Paediatric acute myeloid leukaemia: analysis by fluorescence in situ
hybridisation
Abstract
Background: Paediatric acute myeloid leukaemia (AML) is heterogeneous.
Frequency of cytogenetic abnormalities varies from adults. Methods:
Children with de novo AML were included. Peripheral blood was analysed
for complete blood counts and bone marrow was analysed by fluorescence
in situ hybridisation for genetic abnormalities. Results: 53.6%
patients had cytogenetic abnormalities. Recurrent genetic abnormalities
were seen in 34.7%. Commonest recurrent genetic abnormality was
RUNX1-RUNX1T1 rearrangement seen in 14.4%, followed by PML-RARA
rearrangement seen in 8.6%, MLL gene rearrangement in 8.6% and
CBFB-MYH11 rearrangement in 2.8% patients.

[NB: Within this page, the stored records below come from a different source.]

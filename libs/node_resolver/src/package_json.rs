// Copyright 2024-2026 the Tern authors. MIT license.

use std::path::Path;
use std::path::PathBuf;

use serde_json::Map;
use serde_json::Value;

use crate::errors;
use crate::errors::ResolveError;
use crate::fs::ResolverFs;

/// The slice of a `package.json` the resolver cares about. Field order in
/// `exports`/`imports` objects is preserved by the JSON parser because
/// condition precedence is key order.
#[derive(Clone, Debug)]
pub struct PackageConfig {
  pub exists: bool,
  pub exports: Option<Value>,
  pub imports: Option<Map<String, Value>>,
  pub main: Option<String>,
  pub module: Option<String>,
  /// The `browser` field: either a string (alternate main) or a map of
  /// string-to-string overrides and string-to-`false` disables.
  pub browser: Option<Value>,
  pub name: Option<String>,
  pub pjsonpath: PathBuf,
  pub typ: String,
}

impl PackageConfig {
  fn missing(path: PathBuf) -> Self {
    Self {
      pjsonpath: path,
      exists: false,
      exports: None,
      imports: None,
      main: None,
      module: None,
      browser: None,
      name: None,
      typ: "none".to_string(),
    }
  }

  /// Directory that contains the `package.json`.
  pub fn package_dir(&self) -> &Path {
    self.pjsonpath.parent().unwrap_or(Path::new("/"))
  }

  /// Ordered legacy main-field lookup, e.g. `["module", "main"]`.
  pub fn field(&self, name: &str) -> Option<&str> {
    match name {
      "main" => self.main.as_deref(),
      "module" => self.module.as_deref(),
      "browser" => self.browser.as_ref().and_then(|b| b.as_str()),
      _ => None,
    }
  }
}

pub fn get_package_config(
  fs: &dyn ResolverFs,
  path: PathBuf,
  specifier: &str,
  maybe_base: Option<&Path>,
) -> Result<PackageConfig, ResolveError> {
  let source = fs.read_to_string(&path).unwrap_or_default();
  if source.is_empty() {
    return Ok(PackageConfig::missing(path));
  }

  let package_json: Value = serde_json::from_str(&source).map_err(|err| {
    let base_msg = maybe_base
      .map(|base| format!("\"{}\" from {}", specifier, base.display()));
    errors::err_invalid_package_config(&path, None, {
      let mut message = err.to_string();
      if let Some(base_msg) = base_msg {
        message = format!("{} while importing {}", message, base_msg);
      }
      Some(message)
    })
  })?;

  let imports = package_json
    .get("imports")
    .and_then(|imp| imp.as_object())
    .map(|imp| imp.to_owned());
  let main = package_json
    .get("main")
    .and_then(|m| m.as_str())
    .map(|m| m.to_string());
  let module = package_json
    .get("module")
    .and_then(|m| m.as_str())
    .map(|m| m.to_string());
  let browser = package_json.get("browser").map(|b| b.to_owned());
  let name = package_json
    .get("name")
    .and_then(|n| n.as_str())
    .map(|n| n.to_string());
  let exports = package_json.get("exports").map(|e| e.to_owned());

  // Ignore unknown types for forwards compatibility.
  let typ = match package_json.get("type").and_then(|t| t.as_str()) {
    Some(t) if t == "module" || t == "commonjs" => t.to_string(),
    _ => "none".to_string(),
  };

  Ok(PackageConfig {
    pjsonpath: path,
    exists: true,
    exports,
    imports,
    main,
    module,
    browser,
    name,
    typ,
  })
}

/// Walks up from `base` to the closest `package.json`, stopping at
/// `node_modules` boundaries the way Node's scope lookup does.
pub fn get_package_scope_config(
  fs: &dyn ResolverFs,
  base: &Path,
) -> Result<PackageConfig, ResolveError> {
  let mut dir = if fs.is_dir(base) {
    Some(base.to_path_buf())
  } else {
    base.parent().map(|p| p.to_path_buf())
  };

  while let Some(current) = dir {
    let package_json_path = current.join("package.json");
    if package_json_path.ends_with("node_modules/package.json") {
      break;
    }

    let package_config =
      get_package_config(fs, package_json_path.clone(), "", None)?;
    if package_config.exists {
      return Ok(package_config);
    }

    dir = current.parent().map(|p| p.to_path_buf());
  }

  Ok(PackageConfig::missing(base.join("package.json")))
}

#[cfg(test)]
mod tests {
  use super::*;
  use crate::fs::InMemoryFs;

  #[test]
  fn scope_config_walks_up() {
    let mut fs = InMemoryFs::new();
    fs.add(
      "/proj/package.json",
      r#"{ "name": "proj", "type": "module" }"#,
    );
    fs.add("/proj/src/deep/mod.js", "");

    let config =
      get_package_scope_config(&fs, Path::new("/proj/src/deep/mod.js"))
        .unwrap();
    assert!(config.exists);
    assert_eq!(config.name.as_deref(), Some("proj"));
    assert_eq!(config.typ, "module");
  }

  #[test]
  fn missing_config_reports_not_exists() {
    let fs = InMemoryFs::new();
    let config =
      get_package_scope_config(&fs, Path::new("/nowhere/mod.js")).unwrap();
    assert!(!config.exists);
    assert_eq!(config.typ, "none");
  }

  #[test]
  fn invalid_json_is_an_error() {
    let mut fs = InMemoryFs::new();
    fs.add("/proj/package.json", "{ not json");
    let err = get_package_config(
      &fs,
      PathBuf::from("/proj/package.json"),
      "proj",
      None,
    )
    .unwrap_err();
    assert_eq!(err.code, crate::errors::ErrorCode::InvalidPackageConfig);
  }
}
/// The namespace-export part references every exported symbol through its
/// getter closures; those references must keep the declaring parts alive.
fn wire_ns_export_part_deps(graph: &mut LinkerGraph, source: SourceIndex) {
  let aliases = graph.meta[source.idx()]
    .sorted_and_filtered_export_aliases
    .clone();
  if aliases.is_empty() {
    return;
  }

  let mut new_deps: Vec<PartDependency> = Vec::new();
  for alias in &aliases {
    let export = graph.meta[source.idx()].resolved_exports[alias].clone();
    let canonical = graph.symbols.follow(export.sym);
    for target in [export.sym, canonical] {
      let owner = if target == export.sym {
        export.source
      } else {
        canonical.source
      };
      if let Some(parts) = graph.top_level_symbol_to_parts(owner).get(&target) {
        for part in parts {
          let dep = PartDependency {
            source: owner,
            part: *part,
          };
          if !new_deps.contains(&dep) {
            new_deps.push(dep);
          }
        }
      }
    }
  }

  // Both the namespace-export part and the entry part (when this file is
  // an entry) keep the exported symbols alive: ESM entries export directly
  // without ever materializing the namespace object.
  let entry_part = graph.meta[source.idx()].entry_point_part_index;
  if let Some(ast) = graph.js_ast_mut(source) {
    let mut targets = vec![NS_EXPORT_PART_INDEX];
    if let Some(entry_part) = entry_part {
      targets.push(entry_part);
    }
    for part_index in targets {
      let part = &mut ast.parts[part_index.idx()];
      for dep in &new_deps {
        if !part.dependencies.contains(dep) {
          part.dependencies.push(*dep);
        }
      }
    }
  }
}

/// When import syntax does not survive into the output, bindings on
/// external modules become property accesses on the `var ns = require(...)`
/// namespace the renderer will emit.
fn rewrite_external_imports(
  graph: &mut LinkerGraph,
  source: SourceIndex,
  options: &BundleOptions,
) {
  if options.output_format.keeps_import_export_syntax() {
    return;
  }
  let Some(ast) = graph.js_ast(source) else {
    return;
  };

  let mut externals: Vec<(SymbolRef, tern_common::ImportRecordIndex, String, String)> =
    Vec::new();
  for (import_ref, named_import) in &ast.named_imports {
    let record = &ast.import_records[named_import.import_record_index.idx()];
    if record.source_index.is_some() || record.is_disabled || named_import.alias == "*" {
      continue;
    }
    externals.push((
      *import_ref,
      named_import.import_record_index,
      named_import.alias.clone(),
      record.path.clone(),
    ));
  }
  externals.sort_by_key(|(sym, ..)| *sym);

  for (import_ref, record, alias, path) in externals {
    let ns_ref = crate::matching::namespace_ref_for_record(graph, source, record, &path);
    graph.symbols.get_mut(import_ref).namespace_alias =
      Some(tern_common::NamespaceAlias {
        namespace_ref: ns_ref,
        alias,
      });
  }
}

/// ESM output of an entry whose exports are CommonJS property accesses gets
/// live-looking copies: `var export_foo = ns.foo; export { export_foo as foo }`.
fn materialize_cjs_export_copies(
  graph: &mut LinkerGraph,
  source: SourceIndex,
  options: &BundleOptions,
) {
  if options.output_format != OutputFormat::EsModule || !graph.is_entry_point(source) {
    return;
  }
  let aliases = graph.meta[source.idx()]
    .sorted_and_filtered_export_aliases
    .clone();
  if aliases.is_empty() {
    return;
  }
  let needs_copies = aliases.iter().any(|alias| {
    let export = &graph.meta[source.idx()].resolved_exports[alias];
    graph
      .symbols
      .get(graph.symbols.follow_read(export.sym))
      .namespace_alias
      .is_some()
  });
  if !needs_copies {
    return;
  }

  let mut copies = Vec::with_capacity(aliases.len());
  for alias in &aliases {
    let sym = graph
      .symbols
      .create(source, format!("export_{}", alias), SymbolKind::Other);
    copies.push(sym);
  }
  graph.meta[source.idx()].cjs_export_copies = copies;
}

In children aged more than
five years, PML-RARA and RUNX1-RUNX1T1 were commonest whereas, in
children aged five and less, RUNX1-RUNX1T1 and MLL rearrangements were
the only recurrent genetic abnormalities. Patients with cytogenetic
abnormalities differed significantly with respect to hemoglobin, total
leucocyte count and platelet count. Conclusion: FISH alone can classify
patients into AML with common recurrent genetic abnormalities. However,
other methods are required for complete classification.